Task directions >>
Would you output the entries below only from the line containing "filename crates/core/src/shared/video_metadata.rs" through the line containing "#[derive(Clone, Debug, PartialEq)]", exactly as they stand and with both ends included?

********************

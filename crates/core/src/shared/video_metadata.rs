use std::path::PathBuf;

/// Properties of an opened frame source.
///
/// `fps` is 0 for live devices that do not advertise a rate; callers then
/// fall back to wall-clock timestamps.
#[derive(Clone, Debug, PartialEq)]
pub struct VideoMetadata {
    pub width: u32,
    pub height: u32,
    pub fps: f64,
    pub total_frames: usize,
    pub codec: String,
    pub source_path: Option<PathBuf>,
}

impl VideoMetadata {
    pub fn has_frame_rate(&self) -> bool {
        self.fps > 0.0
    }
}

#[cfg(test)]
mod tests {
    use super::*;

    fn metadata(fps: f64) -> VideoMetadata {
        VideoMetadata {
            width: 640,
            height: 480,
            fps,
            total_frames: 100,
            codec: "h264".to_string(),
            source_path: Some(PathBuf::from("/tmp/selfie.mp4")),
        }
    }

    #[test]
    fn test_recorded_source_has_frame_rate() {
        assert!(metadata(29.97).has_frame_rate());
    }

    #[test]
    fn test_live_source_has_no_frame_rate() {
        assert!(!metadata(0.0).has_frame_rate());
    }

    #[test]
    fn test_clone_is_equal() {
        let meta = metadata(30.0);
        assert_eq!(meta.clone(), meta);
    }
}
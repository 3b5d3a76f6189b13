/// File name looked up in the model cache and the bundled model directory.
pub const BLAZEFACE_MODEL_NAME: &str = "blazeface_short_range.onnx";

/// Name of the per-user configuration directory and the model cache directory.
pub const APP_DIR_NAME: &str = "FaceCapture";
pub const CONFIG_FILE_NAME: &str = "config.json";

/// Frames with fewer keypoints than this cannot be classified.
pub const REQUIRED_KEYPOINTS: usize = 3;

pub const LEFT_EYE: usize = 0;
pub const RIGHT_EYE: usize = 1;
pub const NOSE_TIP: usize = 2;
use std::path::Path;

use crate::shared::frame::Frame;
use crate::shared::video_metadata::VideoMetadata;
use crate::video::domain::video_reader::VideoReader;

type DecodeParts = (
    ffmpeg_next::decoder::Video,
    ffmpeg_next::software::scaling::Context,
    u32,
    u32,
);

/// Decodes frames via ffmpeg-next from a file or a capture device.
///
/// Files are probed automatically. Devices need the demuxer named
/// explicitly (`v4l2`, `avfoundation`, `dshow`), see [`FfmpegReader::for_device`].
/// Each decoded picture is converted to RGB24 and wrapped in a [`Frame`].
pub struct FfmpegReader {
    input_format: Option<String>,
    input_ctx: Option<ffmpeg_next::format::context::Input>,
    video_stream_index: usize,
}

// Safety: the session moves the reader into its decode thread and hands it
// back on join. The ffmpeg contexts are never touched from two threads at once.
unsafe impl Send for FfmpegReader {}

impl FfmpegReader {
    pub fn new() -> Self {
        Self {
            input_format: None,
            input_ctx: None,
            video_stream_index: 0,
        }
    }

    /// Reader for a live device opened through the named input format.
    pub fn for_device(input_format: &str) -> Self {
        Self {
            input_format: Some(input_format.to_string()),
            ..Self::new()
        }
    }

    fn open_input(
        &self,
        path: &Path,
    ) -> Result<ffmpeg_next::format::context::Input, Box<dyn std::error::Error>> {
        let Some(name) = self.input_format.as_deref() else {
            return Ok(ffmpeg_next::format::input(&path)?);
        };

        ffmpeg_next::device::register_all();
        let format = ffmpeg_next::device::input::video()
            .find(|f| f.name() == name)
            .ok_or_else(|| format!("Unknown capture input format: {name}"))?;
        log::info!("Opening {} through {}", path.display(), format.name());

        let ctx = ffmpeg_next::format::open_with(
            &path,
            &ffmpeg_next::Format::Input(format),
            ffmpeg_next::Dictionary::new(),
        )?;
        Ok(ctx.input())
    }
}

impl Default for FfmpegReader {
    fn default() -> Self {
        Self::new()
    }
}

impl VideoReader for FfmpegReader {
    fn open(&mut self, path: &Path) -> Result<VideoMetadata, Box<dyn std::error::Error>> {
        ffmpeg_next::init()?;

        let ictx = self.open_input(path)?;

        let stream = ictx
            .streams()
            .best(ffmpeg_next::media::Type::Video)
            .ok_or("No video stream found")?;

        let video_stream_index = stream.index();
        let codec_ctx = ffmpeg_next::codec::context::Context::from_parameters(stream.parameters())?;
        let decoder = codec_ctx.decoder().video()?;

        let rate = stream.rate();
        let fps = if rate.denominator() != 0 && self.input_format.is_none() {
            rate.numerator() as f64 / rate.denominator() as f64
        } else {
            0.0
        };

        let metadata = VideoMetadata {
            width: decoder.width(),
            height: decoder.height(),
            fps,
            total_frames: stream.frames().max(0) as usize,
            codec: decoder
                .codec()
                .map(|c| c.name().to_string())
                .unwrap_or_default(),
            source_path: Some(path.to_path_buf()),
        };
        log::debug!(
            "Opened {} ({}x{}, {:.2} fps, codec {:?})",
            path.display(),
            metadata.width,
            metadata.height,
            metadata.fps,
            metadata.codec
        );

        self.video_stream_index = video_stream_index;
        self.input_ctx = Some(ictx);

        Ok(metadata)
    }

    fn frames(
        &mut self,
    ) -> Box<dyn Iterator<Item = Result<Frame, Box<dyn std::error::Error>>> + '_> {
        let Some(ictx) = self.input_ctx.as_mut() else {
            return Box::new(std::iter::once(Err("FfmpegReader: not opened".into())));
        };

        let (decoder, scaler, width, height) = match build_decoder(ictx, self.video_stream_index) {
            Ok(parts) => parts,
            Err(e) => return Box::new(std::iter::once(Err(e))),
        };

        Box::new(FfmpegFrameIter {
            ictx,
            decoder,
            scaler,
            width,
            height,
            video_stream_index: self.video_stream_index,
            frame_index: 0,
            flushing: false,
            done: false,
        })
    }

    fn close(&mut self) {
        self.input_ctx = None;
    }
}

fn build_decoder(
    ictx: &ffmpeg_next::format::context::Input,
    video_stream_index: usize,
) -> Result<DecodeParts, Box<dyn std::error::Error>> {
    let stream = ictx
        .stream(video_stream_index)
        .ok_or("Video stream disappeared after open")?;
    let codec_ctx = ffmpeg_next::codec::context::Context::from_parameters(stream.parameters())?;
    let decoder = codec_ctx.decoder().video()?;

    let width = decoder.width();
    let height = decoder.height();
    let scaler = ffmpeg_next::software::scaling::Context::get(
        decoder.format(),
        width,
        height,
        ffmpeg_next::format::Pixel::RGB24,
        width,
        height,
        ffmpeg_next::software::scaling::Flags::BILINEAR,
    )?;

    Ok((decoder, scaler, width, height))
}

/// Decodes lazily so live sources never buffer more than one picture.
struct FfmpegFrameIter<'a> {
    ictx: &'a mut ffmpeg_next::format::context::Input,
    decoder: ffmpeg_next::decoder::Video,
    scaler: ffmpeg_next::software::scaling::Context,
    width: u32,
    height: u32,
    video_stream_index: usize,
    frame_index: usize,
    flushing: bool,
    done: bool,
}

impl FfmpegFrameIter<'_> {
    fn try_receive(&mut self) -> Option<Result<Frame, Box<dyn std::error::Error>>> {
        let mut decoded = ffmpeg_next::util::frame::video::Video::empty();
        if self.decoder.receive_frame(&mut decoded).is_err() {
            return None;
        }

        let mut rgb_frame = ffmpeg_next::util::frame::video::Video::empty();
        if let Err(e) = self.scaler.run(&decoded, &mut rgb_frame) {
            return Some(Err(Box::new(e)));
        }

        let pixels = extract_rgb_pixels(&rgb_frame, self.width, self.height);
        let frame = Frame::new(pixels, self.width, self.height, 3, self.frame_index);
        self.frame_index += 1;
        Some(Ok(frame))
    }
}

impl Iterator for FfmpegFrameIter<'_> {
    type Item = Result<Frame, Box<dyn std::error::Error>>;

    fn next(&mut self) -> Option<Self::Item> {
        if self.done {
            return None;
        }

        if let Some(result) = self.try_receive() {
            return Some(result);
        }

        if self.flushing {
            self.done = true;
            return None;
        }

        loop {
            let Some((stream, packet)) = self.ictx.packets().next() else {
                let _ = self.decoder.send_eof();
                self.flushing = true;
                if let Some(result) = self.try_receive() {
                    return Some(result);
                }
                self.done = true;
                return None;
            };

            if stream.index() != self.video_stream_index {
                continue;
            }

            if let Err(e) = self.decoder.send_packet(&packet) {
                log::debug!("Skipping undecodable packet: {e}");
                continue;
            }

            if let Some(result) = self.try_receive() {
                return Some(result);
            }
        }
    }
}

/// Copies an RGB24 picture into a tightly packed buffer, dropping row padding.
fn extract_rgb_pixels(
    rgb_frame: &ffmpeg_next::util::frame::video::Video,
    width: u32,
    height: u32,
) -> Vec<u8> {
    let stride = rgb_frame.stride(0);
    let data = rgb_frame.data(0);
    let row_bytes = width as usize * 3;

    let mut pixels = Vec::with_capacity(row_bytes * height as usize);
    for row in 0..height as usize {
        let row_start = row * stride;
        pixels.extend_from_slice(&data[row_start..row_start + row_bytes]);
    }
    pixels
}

********************

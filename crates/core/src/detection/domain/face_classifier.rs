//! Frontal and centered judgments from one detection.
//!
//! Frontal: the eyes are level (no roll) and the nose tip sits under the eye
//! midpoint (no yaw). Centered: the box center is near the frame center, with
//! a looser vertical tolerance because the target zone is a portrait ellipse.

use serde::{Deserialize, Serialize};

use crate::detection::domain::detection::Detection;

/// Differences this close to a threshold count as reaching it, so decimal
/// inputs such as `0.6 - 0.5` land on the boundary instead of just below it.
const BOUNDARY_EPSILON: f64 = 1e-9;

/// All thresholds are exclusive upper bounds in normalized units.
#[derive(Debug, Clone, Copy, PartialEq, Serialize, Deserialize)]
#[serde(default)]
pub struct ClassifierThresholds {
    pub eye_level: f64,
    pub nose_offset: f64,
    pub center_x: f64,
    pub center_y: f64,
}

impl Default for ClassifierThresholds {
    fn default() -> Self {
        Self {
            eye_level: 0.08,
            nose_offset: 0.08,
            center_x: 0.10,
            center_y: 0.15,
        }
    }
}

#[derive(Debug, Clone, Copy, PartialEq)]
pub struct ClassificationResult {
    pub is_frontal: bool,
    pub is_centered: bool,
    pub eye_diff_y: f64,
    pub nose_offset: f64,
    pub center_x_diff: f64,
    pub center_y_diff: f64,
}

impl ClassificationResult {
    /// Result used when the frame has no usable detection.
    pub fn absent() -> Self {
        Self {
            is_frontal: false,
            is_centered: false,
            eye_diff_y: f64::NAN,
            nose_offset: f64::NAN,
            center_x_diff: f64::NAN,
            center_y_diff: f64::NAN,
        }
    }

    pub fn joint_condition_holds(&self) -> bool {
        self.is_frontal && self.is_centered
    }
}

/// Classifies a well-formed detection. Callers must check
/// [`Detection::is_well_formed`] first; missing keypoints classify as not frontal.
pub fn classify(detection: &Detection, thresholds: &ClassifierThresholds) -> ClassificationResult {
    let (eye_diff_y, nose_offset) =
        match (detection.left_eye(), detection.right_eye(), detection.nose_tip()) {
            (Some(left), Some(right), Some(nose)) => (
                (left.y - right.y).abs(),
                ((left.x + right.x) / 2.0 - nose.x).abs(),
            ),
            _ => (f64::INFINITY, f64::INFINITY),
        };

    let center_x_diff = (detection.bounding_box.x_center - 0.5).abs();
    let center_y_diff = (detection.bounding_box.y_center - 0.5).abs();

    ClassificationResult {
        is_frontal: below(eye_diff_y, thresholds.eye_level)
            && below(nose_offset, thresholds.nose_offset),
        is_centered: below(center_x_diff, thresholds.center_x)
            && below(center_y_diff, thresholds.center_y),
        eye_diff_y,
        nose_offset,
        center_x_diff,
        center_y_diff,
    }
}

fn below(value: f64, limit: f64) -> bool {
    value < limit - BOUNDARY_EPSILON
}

********************

Worked solution >>
filename crates/core/src/shared/video_metadata.rs
use std::path::PathBuf;

/// Properties of an opened frame source.
///
/// `fps` is 0 for live devices that do not advertise a rate; callers then
/// fall back to wall-clock timestamps.
#[derive(Clone, Debug, PartialEq)]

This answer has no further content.